ECLI:NL:RBDHA:2025:5048

Rechtbank Den Haag

Datum uitspraak
25 maart 2025
Publicatiedatum
27 maart 2025
Zaaknummer
NL25.11033
Instantie
Rechtbank Den Haag
Type
Uitspraak
Procedures
  • Eerste aanleg - enkelvoudig
Vindplaatsen
  • Rechtspraak.nl
AI samenvatting door LexboostAutomatisch gegenereerd

Bewaring van eiser in het kader van vreemdelingenrecht en de rechtmatigheid van de inbewaringstelling

Op 25 maart 2025 heeft de Rechtbank Den Haag uitspraak gedaan in een zaak betreffende de bewaring van een eiser door de minister van Asiel en Migratie.

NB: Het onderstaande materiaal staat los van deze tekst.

//! CLI binary: ask targeted questions about one image.
//!
//! Batch mode sends every question in one request and prints a JSON report;
//! `--interactive` opens a multi-turn conversation where the image is sent
//! only with the first question.

use anyhow::{Context, Result};
use clap::Parser;
use std::io::{self, Write};
use std::path::PathBuf;
use tokio::io::{AsyncBufReadExt, BufReader};
use tracing_subscriber::EnvFilter;
use vision_ocr::chat::{is_exit_command, read_questions_file};
use vision_ocr::convert::resolve_backend;
use vision_ocr::{
    ask_batch, BackendRegistry, Endpoint, ImageAttachment, InteractiveSession, OcrConfig, OcrError,
};

const AFTER_HELP: &str = r#"EXAMPLES:
  # One question
  ask photo.jpg "What text appears above the word Name?"

  # Several questions, one request, JSON answers
  ask photo.jpg "Surname?" "Date of birth?" -o answers.json

  # Questions from a file (one per line, # comments allowed)
  ask photo.jpg --model chandra --questions-file questions.txt

  # Multi-turn conversation (server needs --enable-prefix-caching)
  ask photo.jpg --interactive

ENVIRONMENT VARIABLES:
  QWEN3VL_POD_ID     RunPod id of the qwen3-vl pod
  CHANDRA_POD_ID     RunPod id of the chandra pod
  OCR_BASE_URL       Explicit endpoint, overrides the pod id
  OCR_API_KEY        Bearer key sent to the endpoint (default: not-needed)
  Variables may also be set in ./.env; the process environment wins.
"#;

/// Ask questions about an image through a vision-language model.
#[derive(Parser, Debug)]
#[command(
    name = "ask",
    version,
    about = "Ask questions about an image through a vision-language model",
    arg_required_else_help = true,
    color = clap::ColorChoice::Auto,
    after_long_help = AFTER_HELP
)]
struct Cli {
    /// Image file (JPEG, PNG, …).
    image: PathBuf,

    /// Questions to ask (one or more, quoted).
    questions: Vec<String>,

    /// Backend profile: qwen3 or chandra.
    #[arg(short, long, env = "OCR_MODEL", default_value = "qwen3")]
    model: String,

    /// Text file with one question per line.
    #[arg(short = 'f', long)]
    questions_file: Option<PathBuf>,

    /// Multi-turn mode; the image is sent with the first question only.
    #[arg(short, long)]
    interactive: bool,

    /// Write the JSON report to this file (batch mode only).
    #[arg(short, long)]
    output: Option<PathBuf>,

    /// Explicit endpoint base URL; overrides the backend's pod id.
    #[arg(long, env = "OCR_BASE_URL")]
    base_url: Option<String>,

    /// Bearer key for the endpoint.
    #[arg(long, env = "OCR_API_KEY", hide_env_values = true)]
    api_key: Option<String>,

    /// Per-request timeout in seconds.
    #[arg(long, env = "OCR_TIMEOUT", default_value_t = 600)]
    timeout: u64,

    /// Enable DEBUG-level tracing logs.
    #[arg(short, long)]
    verbose: bool,

    /// Suppress all output except errors and answers.
    #[arg(short, long)]
    quiet: bool,
}

#[tokio::main]
async fn main() -> Result<()> {
    // Pod ids and keys may live in ./.env; load it before clap reads `env =` fallbacks.
    dotenvy::dotenv().ok();
    let cli = Cli::parse();

    let filter = if cli.verbose {
        "debug"
    } else if cli.quiet {
        "error"
    } else {
        "warn"
    };
    tracing_subscriber::fmt()
        .with_env_filter(
            EnvFilter::try_from_default_env().unwrap_or_else(|_| EnvFilter::new(filter)),
        )
        .with_writer(io::stderr)
        .init();

    if !cli.image.exists() {
        return Err(OcrError::FileNotFound {
            path: cli.image.clone(),
        }
        .into());
    }

    // ── Backend ──────────────────────────────────────────────────────────
    let registry = BackendRegistry::builtin();
    let profile = registry.get(&cli.model)?;
    let endpoint = match cli.base_url {
        Some(ref url) if !url.trim().is_empty() => Endpoint::new(url.trim()),
        _ => profile.endpoint(|key| std::env::var(key).ok())?,
    };
    let endpoint = match cli.api_key {
        Some(ref key) => endpoint.with_api_key(key),
        None => endpoint,
    };
    let config = OcrConfig::builder()
        .profile(profile)
        .endpoint(endpoint)
        .request_timeout_secs(cli.timeout)
        .build()
        .context("Invalid configuration")?;
    let backend = resolve_backend(&config)?;

    if !cli.quiet {
        eprintln!("Backend: {} ({})", profile.name, config.model);
        eprintln!("Loading image {}…", cli.image.display());
    }
    let image = ImageAttachment::from_file(&cli.image).await?;

    // ── Interactive mode ─────────────────────────────────────────────────
    if cli.interactive {
        let mut session =
            InteractiveSession::new(backend, config.model.clone(), config.repetition_penalty, image);
        eprintln!("Interactive mode: ask away (Ctrl+D or 'quit' to leave)\n");

        let mut lines = BufReader::new(tokio::io::stdin()).lines();
        loop {
            print!("Question: ");
            io::stdout().flush().ok();
            let Some(line) = lines.next_line().await.context("Failed to read stdin")? else {
                break;
            };
            if is_exit_command(&line) {
                break;
            }
            let answer = session.ask(&line).await.context("Request failed")?;
            println!("Answer: {answer}\n");
        }
        return Ok(());
    }

    // ── Batch mode ───────────────────────────────────────────────────────
    let mut questions = cli.questions.clone();
    if let Some(ref path) = cli.questions_file {
        questions.extend(read_questions_file(path)?);
    }
    if questions.is_empty() {
        return Err(OcrError::NoQuestions.into());
    }

    if !cli.quiet {
        eprintln!("Sending {} question(s)…", questions.len());
    }
    let report = ask_batch(
        backend.as_ref(),
        &config.model,
        config.repetition_penalty,
        &image,
        questions,
    )
    .await
    .context("Request failed")?;
    let json = report.to_json_pretty()?;

    match cli.output {
        Some(ref path) => {
            std::fs::write(path, &json)
                .with_context(|| format!("Failed to write report to {}", path.display()))?;
            if !cli.quiet {
                eprintln!("Report written to {}", path.display());
            }
        }
        None => println!("{json}"),
    }

    Ok(())
}
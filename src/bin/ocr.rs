//! CLI binary: OCR a PDF or image through a vLLM-hosted vision model.
//!
//! A thin shim over the library crate that maps CLI flags to `OcrConfig`
//! and prints the document to stdout or a file.

use anyhow::{Context, Result};
use clap::Parser;
use indicatif::{ProgressBar, ProgressStyle};
use std::io::{self, Write};
use std::path::PathBuf;
use std::sync::{Arc, Mutex};
use std::time::{Duration, Instant};
use tracing_subscriber::EnvFilter;
use vision_ocr::{
    inspect, ocr, ocr_to_file, BackendRegistry, Endpoint, OcrConfig, OcrError,
    OcrProgressCallback, OutputFormat, PageSelector, ProgressCallback,
};

// ── ANSI colour helpers (no extra deps) ──────────────────────────────────────

fn green(s: &str) -> String {
    format!("\x1b[32m{s}\x1b[0m")
}
fn yellow(s: &str) -> String {
    format!("\x1b[33m{s}\x1b[0m")
}
fn dim(s: &str) -> String {
    format!("\x1b[2m{s}\x1b[0m")
}
fn bold(s: &str) -> String {
    format!("\x1b[1m{s}\x1b[0m")
}
fn cyan(s: &str) -> String {
    format!("\x1b[36m{s}\x1b[0m")
}

const TICKS: &[&str] = &["⠋", "⠙", "⠹", "⠸", "⠼", "⠴", "⠦", "⠧", "⠇", "⠏", "⠿"];

// ── CLI progress callback using indicatif ────────────────────────────────────

/// Terminal progress callback: a live bar plus one log line per page.
struct CliProgressCallback {
    bar: ProgressBar,
    page_started: Mutex<Option<Instant>>,
}

impl CliProgressCallback {
    /// Spinner until `on_run_start` tells us how many pages there are.
    fn new_dynamic() -> Arc<Self> {
        let bar = ProgressBar::new(0);
        let spinner_style = ProgressStyle::with_template("{spinner:.cyan} {prefix:.bold}  {msg}")
            .unwrap_or_else(|_| ProgressStyle::default_spinner())
            .tick_strings(TICKS);

        bar.set_style(spinner_style);
        bar.set_prefix("Preparing");
        bar.set_message("Opening input…");
        bar.enable_steady_tick(Duration::from_millis(80));

        Arc::new(Self {
            bar,
            page_started: Mutex::new(None),
        })
    }

    fn activate_bar(&self, total: usize) {
        let progress_style = ProgressStyle::with_template(
            "{spinner:.cyan} {prefix:.bold}  \
             [{bar:42.green/238}] {pos:>3}/{len} pages  \
             ⏱ {elapsed_precise}  ETA {eta_precise}",
        )
        .unwrap_or_else(|_| ProgressStyle::default_bar())
        .progress_chars("█▉▊▋▌▍▎▏  ")
        .tick_strings(TICKS);

        self.bar.set_length(total as u64);
        self.bar.set_style(progress_style);
        self.bar.set_prefix("Reading");
        self.bar.reset_eta();
    }

    fn take_elapsed_secs(&self) -> f64 {
        self.page_started
            .lock()
            .ok()
            .and_then(|mut t| t.take())
            .map(|t| t.elapsed().as_secs_f64())
            .unwrap_or(0.0)
    }
}

impl OcrProgressCallback for CliProgressCallback {
    fn on_run_start(&self, total_pages: usize) {
        self.activate_bar(total_pages);
        self.bar.println(format!(
            "{} {}",
            cyan("◆"),
            bold(&format!("Starting OCR of {total_pages} page(s)…"))
        ));
    }

    fn on_page_start(&self, label: &str, _index: usize, _total: usize) {
        if let Ok(mut t) = self.page_started.lock() {
            *t = Some(Instant::now());
        }
        self.bar.set_message(label.to_string());
    }

    fn on_page_complete(
        &self,
        label: &str,
        index: usize,
        total: usize,
        chars: usize,
        truncated: bool,
    ) {
        let elapsed = self.take_elapsed_secs();
        let mark = if truncated { yellow("⚠") } else { green("✓") };
        let note = if truncated {
            yellow("  truncated, raise --max-tokens")
        } else {
            String::new()
        };
        self.bar.println(format!(
            "  {} {:>3}/{:<3} {:<16} {:<8}  {}{}",
            mark,
            index,
            total,
            label,
            dim(&format!("{chars:>5} chars")),
            dim(&format!("{elapsed:.1}s")),
            note,
        ));
        self.bar.inc(1);
    }

    fn on_run_complete(&self, total_pages: usize) {
        self.bar.finish_and_clear();
        eprintln!("{} {} page(s) read", green("✔"), bold(&total_pages.to_string()));
    }
}

const AFTER_HELP: &str = r#"EXAMPLES:
  # Plain text of every page (stdout)
  ocr scan.pdf

  # Selected pages as chunks with bounding boxes
  ocr --format json --pages 2,4,7-9 form.pdf -o form.json

  # A photo, HTML output, through the chandra backend
  ocr --model chandra --format html photo.jpg -o photo.html

  # Any OpenAI-compatible server
  ocr --base-url http://localhost:8000/v1 scan.pdf

  # Page count only (no endpoint needed)
  ocr --inspect-only scan.pdf

BACKENDS:
  Name      Model      Endpoint variable
  ───────   ────────   ─────────────────
  qwen3     qwen3-vl   QWEN3VL_POD_ID   (default)
  chandra   chandra    CHANDRA_POD_ID

  A pod id maps to https://<pod>-8000.proxy.runpod.net/v1.

ENVIRONMENT VARIABLES:
  QWEN3VL_POD_ID     RunPod id of the qwen3-vl pod
  CHANDRA_POD_ID     RunPod id of the chandra pod
  OCR_BASE_URL       Explicit endpoint, overrides the pod id
  OCR_API_KEY        Bearer key sent to the endpoint (default: not-needed)
  PDFIUM_LIB_PATH    Path to libpdfium (else ./ then the system library)
  RUST_LOG           Log filter, e.g. vision_ocr=debug
  Variables may also be set in ./.env; the process environment wins.
"#;

/// OCR PDF files and images through a vision-language model.
#[derive(Parser, Debug)]
#[command(
    name = "ocr",
    version,
    about = "OCR PDF files and images through a vision-language model",
    arg_required_else_help = true,
    color = clap::ColorChoice::Auto,
    after_long_help = AFTER_HELP
)]
struct Cli {
    /// PDF or image file (JPEG, PNG, WebP, …).
    input: PathBuf,

    /// Backend profile: qwen3 or chandra.
    #[arg(short, long, env = "OCR_MODEL", default_value = "qwen3")]
    model: String,

    /// Pages to process (PDF only): 3, 1-5, 2,4,7-9. Default: all.
    #[arg(long, env = "OCR_PAGES", default_value = "all")]
    pages: String,

    /// Output format: text, html, or json (text chunks with bounding boxes).
    #[arg(short, long, env = "OCR_FORMAT", default_value = "text")]
    format: OutputFormat,

    /// Write the result to this file instead of stdout.
    #[arg(short, long, env = "OCR_OUTPUT")]
    output: Option<PathBuf>,

    /// Explicit endpoint base URL; overrides the backend's pod id.
    #[arg(long, env = "OCR_BASE_URL")]
    base_url: Option<String>,

    /// Bearer key for the endpoint.
    #[arg(long, env = "OCR_API_KEY", hide_env_values = true)]
    api_key: Option<String>,

    /// Max output tokens per page. Default: the backend's budget.
    #[arg(long, env = "OCR_MAX_TOKENS")]
    max_tokens: Option<u32>,

    /// Repetition penalty. Default: the backend's value.
    #[arg(long, env = "OCR_REPETITION_PENALTY")]
    repetition_penalty: Option<f32>,

    /// Longest edge of a rendered PDF page, in pixels (256–4096).
    #[arg(long, env = "OCR_IMAGE_DIM", default_value_t = 1600,
          value_parser = clap::value_parser!(u32).range(256..=4096))]
    image_dim: u32,

    /// PDF user password for encrypted documents.
    #[arg(long, env = "OCR_PDF_PASSWORD", hide_env_values = true)]
    password: Option<String>,

    /// Per-request timeout in seconds, covering the whole streamed reply.
    #[arg(long, env = "OCR_TIMEOUT", default_value_t = 600)]
    timeout: u64,

    /// Print the page count only; no endpoint needed.
    #[arg(long)]
    inspect_only: bool,

    /// Disable progress bar.
    #[arg(long, env = "OCR_NO_PROGRESS")]
    no_progress: bool,

    /// Enable DEBUG-level tracing logs.
    #[arg(short, long, env = "OCR_VERBOSE")]
    verbose: bool,

    /// Suppress all output except errors.
    #[arg(short, long, env = "OCR_QUIET")]
    quiet: bool,
}

#[tokio::main]
async fn main() -> Result<()> {
    // Pod ids and keys may live in ./.env; load it before clap reads `env =` fallbacks.
    dotenvy::dotenv().ok();
    let cli = Cli::parse();

    // ── Logging setup ────────────────────────────────────────────────────
    // The progress bar replaces INFO logs; warnings (truncation, parse
    // errors) still get through.
    let show_progress = !cli.quiet && !cli.no_progress && !cli.inspect_only;
    let filter = if cli.verbose {
        "debug"
    } else if cli.quiet {
        "error"
    } else if show_progress {
        "warn"
    } else {
        "info"
    };

    tracing_subscriber::fmt()
        .with_env_filter(
            EnvFilter::try_from_default_env().unwrap_or_else(|_| EnvFilter::new(filter)),
        )
        .with_writer(io::stderr)
        .init();

    if !cli.input.exists() {
        return Err(OcrError::FileNotFound {
            path: cli.input.clone(),
        }
        .into());
    }

    // ── Inspect-only mode ────────────────────────────────────────────────
    if cli.inspect_only {
        let pages = inspect(&cli.input, cli.password.as_deref())
            .await
            .context("Failed to inspect input")?;
        println!("File:   {}", cli.input.display());
        println!("Pages:  {pages}");
        return Ok(());
    }

    // ── Build config ─────────────────────────────────────────────────────
    let progress_cb: Option<ProgressCallback> = if show_progress {
        let cb = CliProgressCallback::new_dynamic();
        Some(cb as Arc<dyn OcrProgressCallback>)
    } else {
        None
    };

    let config = build_config(&cli, progress_cb)?;
    if !cli.quiet {
        eprintln!("{} {} ({})", dim("Backend:"), cli.model, config.model);
    }

    // ── Run ──────────────────────────────────────────────────────────────
    if let Some(ref output_path) = cli.output {
        let stats = ocr_to_file(&cli.input, output_path, &config)
            .await
            .context("OCR failed")?;

        if !cli.quiet {
            eprintln!(
                "{}  {}/{} pages  {}ms  →  {}",
                if stats.truncated_pages + stats.parse_error_pages == 0 {
                    green("✔")
                } else {
                    yellow("⚠")
                },
                stats.processed_pages,
                stats.total_pages,
                stats.total_duration_ms,
                bold(&output_path.display().to_string()),
            );
            print_degraded(stats.truncated_pages, stats.parse_error_pages);
        }
    } else {
        let output = ocr(&cli.input, &config).await.context("OCR failed")?;

        let stdout = io::stdout();
        let mut handle = stdout.lock();
        handle
            .write_all(output.content.as_bytes())
            .context("Failed to write to stdout")?;
        if !output.content.ends_with('\n') {
            handle.write_all(b"\n").ok();
        }

        if !cli.quiet && !show_progress {
            eprintln!(
                "Read {}/{} pages in {}ms",
                output.stats.processed_pages, output.stats.total_pages, output.stats.total_duration_ms
            );
        }
        if !cli.quiet {
            print_degraded(output.stats.truncated_pages, output.stats.parse_error_pages);
        }
    }

    Ok(())
}

fn print_degraded(truncated: usize, parse_errors: usize) {
    if truncated > 0 {
        eprintln!("   {} page(s) truncated by --max-tokens", yellow(&truncated.to_string()));
    }
    if parse_errors > 0 {
        eprintln!("   {} page(s) kept as raw text (parse_error)", yellow(&parse_errors.to_string()));
    }
}

/// Map CLI args to `OcrConfig`.
fn build_config(cli: &Cli, progress: Option<ProgressCallback>) -> Result<OcrConfig> {
    let registry = BackendRegistry::builtin();
    let profile = registry.get(&cli.model)?;

    let endpoint = match cli.base_url {
        Some(ref url) if !url.trim().is_empty() => Endpoint::new(url.trim()),
        _ => profile.endpoint(|key| std::env::var(key).ok())?,
    };
    let endpoint = match cli.api_key {
        Some(ref key) => endpoint.with_api_key(key),
        None => endpoint,
    };

    let pages: PageSelector = cli.pages.parse()?;

    let mut builder = OcrConfig::builder()
        .profile(profile)
        .format(cli.format)
        .pages(pages)
        .target_image_dim(cli.image_dim)
        .endpoint(endpoint)
        .request_timeout_secs(cli.timeout);

    if let Some(n) = cli.max_tokens {
        builder = builder.max_tokens(n);
    }
    if let Some(p) = cli.repetition_penalty {
        builder = builder.repetition_penalty(p);
    }
    if let Some(ref pwd) = cli.password {
        builder = builder.password(pwd.clone());
    }
    if let Some(cb) = progress {
        builder = builder.progress_callback(cb);
    }

    builder.build().context("Invalid configuration")
}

De minister had op 6 maart 2025 de maatregel van bewaring opgelegd op basis van artikel 59a, eerste lid, van de Vreemdelingenwet 2000. Eiser heeft hiertegen beroep ingesteld, dat tevens als verzoek om schadevergoeding moet worden aangemerkt. Tijdens de zitting op 18 maart 2025, die via een beeldverbinding plaatsvond, was eiser aanwezig met zijn gemachtigde, terwijl de minister vertegenwoordigd was door zijn gemachtigde.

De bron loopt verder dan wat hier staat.